● AIM OF THE TASK: Nothing past the line containing "#[derive(Deserialize, Default)]" belongs in the output. Copy exactly every line of the data below from the first up to and including it.

[Stored entries]

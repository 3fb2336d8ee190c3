//! Testing infrastructure
//!
//! A simulated process-control engine for exercising sessions without a
//! debugger or a compiled target.

pub mod sim;

pub use sim::{SimContext, SimFault, SimInferior, SimResult};
use serde::{Deserialize, Serialize};
use wasm_bindgen::prelude::*;

/// Options for portrait analysis, passed as a JavaScript object.
///
/// All fields are optional; unset fields keep the library defaults.
#[derive(Deserialize, Default)]
#[serde(rename_all = "camelCase", default)]
pub struct AnalyzeOptions {
    pub file_name: Option<String>,
    pub face_stride: Option<u32>,
    pub sample_stride: Option<u32>,
    pub min_skin_samples: Option<usize>,
}

/// Create a JS `Error` with a `code` property.
fn make_error(code: &str, message: &str) -> JsValue {
    let err = js_sys::Error::new(message);
    let _ = js_sys::Reflect::set(&err, &"code".into(), &JsValue::from_str(code));
    JsValue::from(err)
}

/// Convert a `FaceToneError` into a JS `Error` with a machine-readable `code` property.
fn to_js_error(e: facetone::FaceToneError) -> JsValue {
    let code = match &e {
        facetone::FaceToneError::DecodeError(_) => "DECODE_ERROR",
        facetone::FaceToneError::UnsupportedFormat => "UNSUPPORTED_FORMAT",
        facetone::FaceToneError::ZeroDimensions => "ZERO_DIMENSIONS",
        facetone::FaceToneError::InvalidStride => "INVALID_STRIDE",
        facetone::FaceToneError::RegionOutOfBounds { .. } => "REGION_OUT_OF_BOUNDS",
        facetone::FaceToneError::InvalidHex(_) => "INVALID_HEX",
        facetone::FaceToneError::InvalidConfig(_) => "INVALID_OPTIONS",
    };
    make_error(code, &e.to_string())
}

fn parse_options(options: JsValue) -> Result<AnalyzeOptions, JsValue> {
    if options.is_undefined() || options.is_null() {
        Ok(AnalyzeOptions::default())
    } else {
        serde_wasm_bindgen::from_value(options)
            .map_err(|e| make_error("INVALID_OPTIONS", &format!("invalid options: {e}")))
    }
}

/// Apply parsed `AnalyzeOptions` to a `FaceAnalyzer`.
fn apply_options(
    mut analyzer: facetone::FaceAnalyzer,
    opts: AnalyzeOptions,
) -> facetone::FaceAnalyzer {
    if let Some(name) = opts.file_name {
        analyzer = analyzer.file_name(name);
    }
    if let Some(stride) = opts.face_stride {
        analyzer = analyzer.face_stride(stride);
    }
    if let Some(stride) = opts.sample_stride {
        analyzer = analyzer.sample_stride(stride);
    }
    if let Some(samples) = opts.min_skin_samples {
        analyzer = analyzer.min_skin_samples(samples);
    }
    analyzer
}

/// Analyze a portrait photo.
///
/// @param input - Raw image bytes (JPEG, PNG, WebP, GIF or BMP)
/// @param options - Optional object with fields: fileName, faceStride,
///   sampleStride, minSkinSamples
/// @returns A plain object mirroring `AnalysisResult` with camelCase keys
#[wasm_bindgen]
pub fn analyze(input: Vec<u8>, options: JsValue) -> Result<JsValue, JsValue> {
    let started = js_sys::Date::now();
    let opts = parse_options(options)?;

    let analyzer = facetone::FaceAnalyzer::new(input).map_err(to_js_error)?;
    let mut result = apply_options(analyzer, opts)
        .analyze()
        .map_err(to_js_error)?;
    result.analysis_metadata.processing_time_ms = (js_sys::Date::now() - started).max(0.0) as u64;

    result
        .serialize(&serde_wasm_bindgen::Serializer::json_compatible())
        .map_err(|e| make_error("SERIALIZE_ERROR", &e.to_string()))
}

/// Classify a `#rrggbb` color against one feature palette.
///
/// @param hex - Color such as `"#c8503c"`
/// @param domain - One of `"hair"`, `"skin"`, `"eyes"`, `"lips"`
#[wasm_bindgen(js_name = "classifyColor")]
pub fn classify_color(hex: &str, domain: &str) -> Result<String, JsValue> {
    let rgb = facetone::Rgb::from_hex(hex).map_err(to_js_error)?;
    let domain: facetone::ColorDomain = domain
        .parse()
        .map_err(|e: String| make_error("INVALID_OPTIONS", &e))?;
    Ok(facetone::classify(rgb, domain).to_string())
}

/// Whether a single RGB color passes the skin heuristic.
#[wasm_bindgen(js_name = "isSkinColor")]
pub fn is_skin_color(r: u8, g: u8, b: u8) -> bool {
    facetone::is_skin_color(facetone::Rgb::new(r, g, b))
}
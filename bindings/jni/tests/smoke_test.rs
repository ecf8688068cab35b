use facetone_jni::*;

/// 200x300 portrait: dark hair over the top third, a fair skin block at
/// x 50..150, y 110..270, and a blue backdrop elsewhere.
fn make_portrait_png() -> Vec<u8> {
    use image::codecs::png::PngEncoder;
    use image::{ImageEncoder, RgbImage};

    let img = RgbImage::from_fn(200, 300, |x, y| {
        if y < 100 {
            image::Rgb([30, 20, 10])
        } else if (50..150).contains(&x) && (110..270).contains(&y) {
            image::Rgb([225, 190, 150])
        } else {
            image::Rgb([40, 60, 110])
        }
    });
    let mut buffer = Vec::new();
    let encoder = PngEncoder::new(&mut buffer);
    encoder
        .write_image(img.as_raw(), 200, 300, image::ExtendedColorType::Rgb8)
        .unwrap();
    buffer
}

#[test]
fn analyze_detects_face() {
    let png = make_portrait_png();
    let result = analyze(png, Some("me.png".to_string())).unwrap();
    assert!(result.face_detected);
    assert_eq!(result.face_count, 1);
    assert!(result.face_region.is_some());
    assert_eq!(result.colors.skin.primary_label, "fair");
    assert_eq!(result.colors.hair.primary_label, "black");

    let meta = result.file_metadata.unwrap();
    assert_eq!(meta.original_file_name.as_deref(), Some("me.png"));
    assert_eq!(meta.format, "png");
    assert_eq!((meta.width, meta.height), (200, 300));
}

#[test]
fn analyze_with_config_applies_strides() {
    let png = make_portrait_png();
    let result = analyze_with_config(png, None, 4, 2, 50).unwrap();
    assert!(result.face_detected);
    assert!(result.face_dimensions.is_some());
}

#[test]
fn zero_stride_is_rejected() {
    let png = make_portrait_png();
    let err = analyze_with_config(png, None, 0, 5, 50).unwrap_err();
    assert!(matches!(err, FaceToneError::InvalidConfig { .. }));
}

#[test]
fn invalid_input_returns_error() {
    let result = analyze(vec![0, 1, 2, 3], None);
    assert!(result.is_err());
}

#[test]
fn blank_image_has_no_face() {
    use image::codecs::png::PngEncoder;
    use image::{ImageEncoder, RgbImage};

    let img = RgbImage::from_pixel(120, 120, image::Rgb([40, 60, 110]));
    let mut png = Vec::new();
    PngEncoder::new(&mut png)
        .write_image(img.as_raw(), 120, 120, image::ExtendedColorType::Rgb8)
        .unwrap();

    let result = analyze(png, None).unwrap();
    assert!(!result.face_detected);
    assert!(result.face_region.is_none());
    assert!(matches!(result.facial_features.face_shape, FaceShape::Unknown));
    assert!(!result.analysis_metadata.warnings.is_empty());
}

#[test]
fn helpers_match_core() {
    assert_eq!(classify_color("#e1be96".to_string(), ColorDomain::Skin).unwrap(), "fair");
    assert!(classify_color("nope".to_string(), ColorDomain::Hair).is_err());
    assert!(is_skin_color(200, 80, 60));
    assert!(!is_skin_color(40, 60, 110));
}
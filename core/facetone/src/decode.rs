use image::{DynamicImage, ImageFormat, RgbImage};

use crate::error::FaceToneError;
use crate::image_access::PixelSource;
use crate::result::{FileMetadata, ImageDimensions};

/// Detect the input image format from the raw bytes.
pub(crate) fn detect_format(input: &[u8]) -> Result<ImageFormat, FaceToneError> {
    image::guess_format(input).map_err(|_| FaceToneError::UnsupportedFormat)
}

/// Short lowercase name for a container format.
pub(crate) fn format_name(format: ImageFormat) -> String {
    match format {
        ImageFormat::Jpeg => "jpeg".to_string(),
        ImageFormat::Png => "png".to_string(),
        ImageFormat::WebP => "webp".to_string(),
        ImageFormat::Gif => "gif".to_string(),
        ImageFormat::Bmp => "bmp".to_string(),
        other => other
            .extensions_str()
            .first()
            .map_or_else(|| "unknown".to_string(), |ext| ext.to_string()),
    }
}

/// Decode input bytes into an RGB buffer, compositing any alpha over white.
pub(crate) fn decode_image(input: &[u8]) -> Result<(RgbImage, FileMetadata), FaceToneError> {
    let format = detect_format(input)?;
    let decoded = image::load_from_memory_with_format(input, format)
        .map_err(|e| FaceToneError::DecodeError(e.to_string()))?;

    if decoded.width() == 0 || decoded.height() == 0 {
        return Err(FaceToneError::ZeroDimensions);
    }

    let rgb = flatten_alpha(&decoded);
    let metadata = FileMetadata {
        original_file_name: None,
        file_size: input.len() as u64,
        format: format_name(format),
        dimensions: ImageDimensions {
            width: rgb.width(),
            height: rgb.height(),
        },
    };
    Ok((rgb, metadata))
}

/// Flatten alpha channel by compositing onto a white background.
pub(crate) fn flatten_alpha(image: &DynamicImage) -> RgbImage {
    if !image.color().has_alpha() {
        return image.to_rgb8();
    }

    let rgba = image.to_rgba8();
    RgbImage::from_fn(rgba.width(), rgba.height(), |x, y| {
        let rgb = rgba.rgb_at(x, y);
        image::Rgb(rgb.channels())
    })
}

#[cfg(test)]
mod tests {
    use super::*;
    use image::{ImageEncoder, RgbaImage};

    fn make_test_rgb(width: u32, height: u32) -> RgbImage {
        let mut img = RgbImage::new(width, height);
        for (x, y, pixel) in img.enumerate_pixels_mut() {
            *pixel = image::Rgb([
                (x * 255 / width.max(1)) as u8,
                (y * 255 / height.max(1)) as u8,
                128,
            ]);
        }
        img
    }

    fn make_test_png(width: u32, height: u32) -> Vec<u8> {
        let img = make_test_rgb(width, height);
        let mut buffer = Vec::new();
        let encoder = image::codecs::png::PngEncoder::new(&mut buffer);
        encoder
            .write_image(img.as_raw(), width, height, image::ExtendedColorType::Rgb8)
            .unwrap();
        buffer
    }

    #[test]
    fn decode_png_reports_metadata() {
        let png = make_test_png(40, 30);
        let (rgb, meta) = decode_image(&png).unwrap();
        assert_eq!((rgb.width(), rgb.height()), (40, 30));
        assert_eq!(meta.format, "png");
        assert_eq!(meta.file_size, png.len() as u64);
        assert_eq!(meta.dimensions, ImageDimensions { width: 40, height: 30 });
        assert_eq!(meta.original_file_name, None);
    }

    #[test]
    fn decode_jpeg_reports_format() {
        let img = make_test_rgb(16, 16);
        let mut buffer = Vec::new();
        image::codecs::jpeg::JpegEncoder::new_with_quality(&mut buffer, 90)
            .write_image(img.as_raw(), 16, 16, image::ExtendedColorType::Rgb8)
            .unwrap();
        let (_, meta) = decode_image(&buffer).unwrap();
        assert_eq!(meta.format, "jpeg");
    }

    #[test]
    fn garbage_is_unsupported() {
        let err = decode_image(b"not an image").unwrap_err();
        assert!(matches!(err, FaceToneError::UnsupportedFormat));
    }

    #[test]
    fn truncated_png_fails_to_decode() {
        let png = make_test_png(40, 30);
        let err = decode_image(&png[..png.len() / 2]).unwrap_err();
        assert!(matches!(err, FaceToneError::DecodeError(_)));
    }

    #[test]
    fn flatten_alpha_composites_over_white() {
        let mut rgba = RgbaImage::new(1, 1);
        rgba.put_pixel(0, 0, image::Rgba([255, 0, 0, 0]));
        let rgb = flatten_alpha(&DynamicImage::ImageRgba8(rgba));
        assert_eq!(rgb.get_pixel(0, 0), &image::Rgb([255, 255, 255]));
    }

    #[test]
    fn flatten_alpha_blends_semitransparent() {
        let mut rgba = RgbaImage::new(1, 1);
        rgba.put_pixel(0, 0, image::Rgba([255, 0, 0, 128]));
        let rgb = flatten_alpha(&DynamicImage::ImageRgba8(rgba));
        let pixel = rgb.get_pixel(0, 0);
        assert!((pixel.0[0] as i16 - 255).abs() <= 1);
        assert!((pixel.0[1] as i16 - 127).abs() <= 2);
        assert!((pixel.0[2] as i16 - 127).abs() <= 2);
    }
}
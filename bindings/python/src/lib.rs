use facetone_core::{
    classify, AnalysisResult, ColorDomain, ColorSample, FaceAnalyzer, FaceToneError, Rgb,
};
use pyo3::exceptions::PyValueError;
use pyo3::prelude::*;
use pyo3::types::{PyDict, PyList};

fn to_py_err(e: FaceToneError) -> PyErr {
    PyValueError::new_err(e.to_string())
}

fn sample_to_dict<'py>(py: Python<'py>, sample: &ColorSample) -> PyResult<Bound<'py, PyDict>> {
    let dict = PyDict::new(py);
    dict.set_item("primary_label", &sample.primary_label)?;
    dict.set_item("hex", &sample.hex)?;
    dict.set_item("rgb", (sample.rgb.r, sample.rgb.g, sample.rgb.b))?;
    dict.set_item("confidence", sample.confidence)?;
    Ok(dict)
}

fn result_to_dict<'py>(py: Python<'py>, result: &AnalysisResult) -> PyResult<Bound<'py, PyDict>> {
    let dict = PyDict::new(py);
    dict.set_item("face_detected", result.face_detected)?;
    dict.set_item("face_count", result.face_count)?;

    let region = result
        .face_region
        .map(|r| (r.x, r.y, r.width, r.height));
    dict.set_item("face_region", region)?;

    let colors = PyDict::new(py);
    colors.set_item("hair", sample_to_dict(py, &result.colors.hair)?)?;
    colors.set_item("skin", sample_to_dict(py, &result.colors.skin)?)?;
    colors.set_item("eyes", sample_to_dict(py, &result.colors.eyes)?)?;
    colors.set_item("lips", sample_to_dict(py, &result.colors.lips)?)?;
    dict.set_item("colors", colors)?;

    match &result.face_dimensions {
        Some(dims) => {
            let d = PyDict::new(py);
            d.set_item("face_length", dims.face_length)?;
            d.set_item("face_width", dims.face_width)?;
            d.set_item("jaw_width", dims.jaw_width)?;
            d.set_item("forehead_width", dims.forehead_width)?;
            d.set_item("cheekbone_width", dims.cheekbone_width)?;
            d.set_item("length_to_width_ratio", dims.length_to_width_ratio)?;
            d.set_item("jaw_to_forehead_ratio", dims.jaw_to_forehead_ratio)?;
            d.set_item("cheekbone_to_jaw_ratio", dims.cheekbone_to_jaw_ratio)?;
            dict.set_item("face_dimensions", d)?;
        }
        None => dict.set_item("face_dimensions", py.None())?,
    }

    let features = &result.facial_features;
    let f = PyDict::new(py);
    f.set_item("face_shape", features.face_shape.as_str())?;
    f.set_item("eye_shape", &features.eye_shape)?;
    f.set_item("eye_distance", &features.eye_distance)?;
    f.set_item("eyebrow_shape", &features.eyebrow_shape)?;
    f.set_item("nose_shape", &features.nose_shape)?;
    f.set_item("lip_shape", &features.lip_shape)?;
    dict.set_item("facial_features", f)?;

    if let Some(meta) = &result.file_metadata {
        let m = PyDict::new(py);
        m.set_item("original_file_name", &meta.original_file_name)?;
        m.set_item("file_size", meta.file_size)?;
        m.set_item("format", &meta.format)?;
        m.set_item("dimensions", (meta.dimensions.width, meta.dimensions.height))?;
        dict.set_item("file_metadata", m)?;
    } else {
        dict.set_item("file_metadata", py.None())?;
    }

    let meta = &result.analysis_metadata;
    let m = PyDict::new(py);
    m.set_item("processing_time_ms", meta.processing_time_ms)?;
    m.set_item("confidence", meta.confidence)?;
    m.set_item("algorithm_id", &meta.algorithm_id)?;
    m.set_item("errors", PyList::new(py, &meta.errors)?)?;
    m.set_item("warnings", PyList::new(py, &meta.warnings)?)?;
    dict.set_item("analysis_metadata", m)?;

    Ok(dict)
}

/// Decode `input` and apply the keyword options shared by `analyze` and `analyze_json`.
fn build_analyzer(
    input: Vec<u8>,
    file_name: Option<String>,
    face_stride: Option<u32>,
    sample_stride: Option<u32>,
    min_skin_samples: Option<usize>,
) -> PyResult<FaceAnalyzer> {
    let mut analyzer = FaceAnalyzer::new(input).map_err(to_py_err)?;

    if let Some(name) = file_name {
        analyzer = analyzer.file_name(name);
    }
    if let Some(stride) = face_stride {
        analyzer = analyzer.face_stride(stride);
    }
    if let Some(stride) = sample_stride {
        analyzer = analyzer.sample_stride(stride);
    }
    if let Some(samples) = min_skin_samples {
        analyzer = analyzer.min_skin_samples(samples);
    }
    Ok(analyzer)
}

/// Analyze a portrait photo.
///
/// Args:
///     input: Raw image bytes (JPEG, PNG, WebP, GIF or BMP)
///     file_name: Name the file was uploaded under (optional)
///     face_stride: Grid spacing for the face scan (default: 10)
///     sample_stride: Grid spacing for color averaging (default: 5)
///     min_skin_samples: Skin samples needed to accept a face (default: 50)
///
/// Returns:
///     dict with keys: face_detected, face_count, face_region, colors,
///     face_dimensions, facial_features, file_metadata, analysis_metadata
#[pyfunction]
#[pyo3(signature = (input, *, file_name=None, face_stride=None, sample_stride=None, min_skin_samples=None))]
fn analyze(
    py: Python<'_>,
    input: Vec<u8>,
    file_name: Option<String>,
    face_stride: Option<u32>,
    sample_stride: Option<u32>,
    min_skin_samples: Option<usize>,
) -> PyResult<Py<PyDict>> {
    let analyzer = build_analyzer(input, file_name, face_stride, sample_stride, min_skin_samples)?;
    let result = py.allow_threads(|| analyzer.analyze()).map_err(to_py_err)?;
    Ok(result_to_dict(py, &result)?.unbind())
}

/// Analyze a portrait photo and return the result as a JSON string.
///
/// Takes the same arguments as `analyze`. Keys are camelCase, matching the
/// JavaScript binding.
#[pyfunction]
#[pyo3(signature = (input, *, file_name=None, face_stride=None, sample_stride=None, min_skin_samples=None))]
fn analyze_json(
    py: Python<'_>,
    input: Vec<u8>,
    file_name: Option<String>,
    face_stride: Option<u32>,
    sample_stride: Option<u32>,
    min_skin_samples: Option<usize>,
) -> PyResult<String> {
    let analyzer = build_analyzer(input, file_name, face_stride, sample_stride, min_skin_samples)?;
    let result = py.allow_threads(|| analyzer.analyze()).map_err(to_py_err)?;
    result
        .to_json()
        .map_err(|e| PyValueError::new_err(e.to_string()))
}

/// Classify a `#rrggbb` color against one feature palette.
///
/// Args:
///     hex: Color such as "#c8503c"
///     domain: "hair", "skin", "eyes", or "lips"
#[pyfunction]
fn classify_color(hex: &str, domain: &str) -> PyResult<&'static str> {
    let rgb = Rgb::from_hex(hex).map_err(to_py_err)?;
    let domain: ColorDomain = domain.parse().map_err(PyValueError::new_err)?;
    Ok(classify(rgb, domain))
}

#[pymodule]
fn facetone(m: &Bound<'_, PyModule>) -> PyResult<()> {
    m.add_function(wrap_pyfunction!(analyze, m)?)?;
    m.add_function(wrap_pyfunction!(analyze_json, m)?)?;
    m.add_function(wrap_pyfunction!(classify_color, m)?)?;
    Ok(())
}
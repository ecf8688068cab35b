//! Analyze one or more portrait files and print the JSON result.
//!
//! Usage:
//!   RUST_LOG=facetone=debug cargo run --example analyze_photo -- photo.jpg [more.png ...]
//!
//! With `--features rustface` the SeetaFace locator is used instead of the
//! skin-tone heuristic.

use std::path::Path;

use facetone::FaceAnalyzer;

fn analyze_file(path: &Path) -> Result<(), Box<dyn std::error::Error>> {
    let input = std::fs::read(path)?;
    let file_name = path
        .file_name()
        .map(|name| name.to_string_lossy().into_owned())
        .unwrap_or_default();

    let analyzer = FaceAnalyzer::new(input)?.file_name(file_name);
    #[cfg(feature = "rustface")]
    let analyzer = analyzer.face_locator(Box::new(facetone::RustfaceLocator::new()?));

    let result = analyzer.analyze()?;
    println!("{}", result.to_json_pretty()?);
    Ok(())
}

fn main() {
    env_logger::Builder::from_env(env_logger::Env::default().default_filter_or("info")).init();

    let paths: Vec<String> = std::env::args().skip(1).collect();
    if paths.is_empty() {
        eprintln!("usage: analyze_photo <image> [image ...]");
        std::process::exit(2);
    }

    let mut failed = false;
    for path in &paths {
        if let Err(e) = analyze_file(Path::new(path)) {
            eprintln!("{path}: {e}");
            failed = true;
        }
    }
    if failed {
        std::process::exit(1);
    }
}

● TASK RESULT:
repository 3fb2336d8ee190c3
//! Testing infrastructure
//!
//! A simulated process-control engine for exercising sessions without a
//! debugger or a compiled target.

pub mod sim;

pub use sim::{SimContext, SimFault, SimInferior, SimResult};
use serde::{Deserialize, Serialize};
use wasm_bindgen::prelude::*;

/// Options for portrait analysis, passed as a JavaScript object.
///
/// All fields are optional; unset fields keep the library defaults.
#[derive(Deserialize, Default)]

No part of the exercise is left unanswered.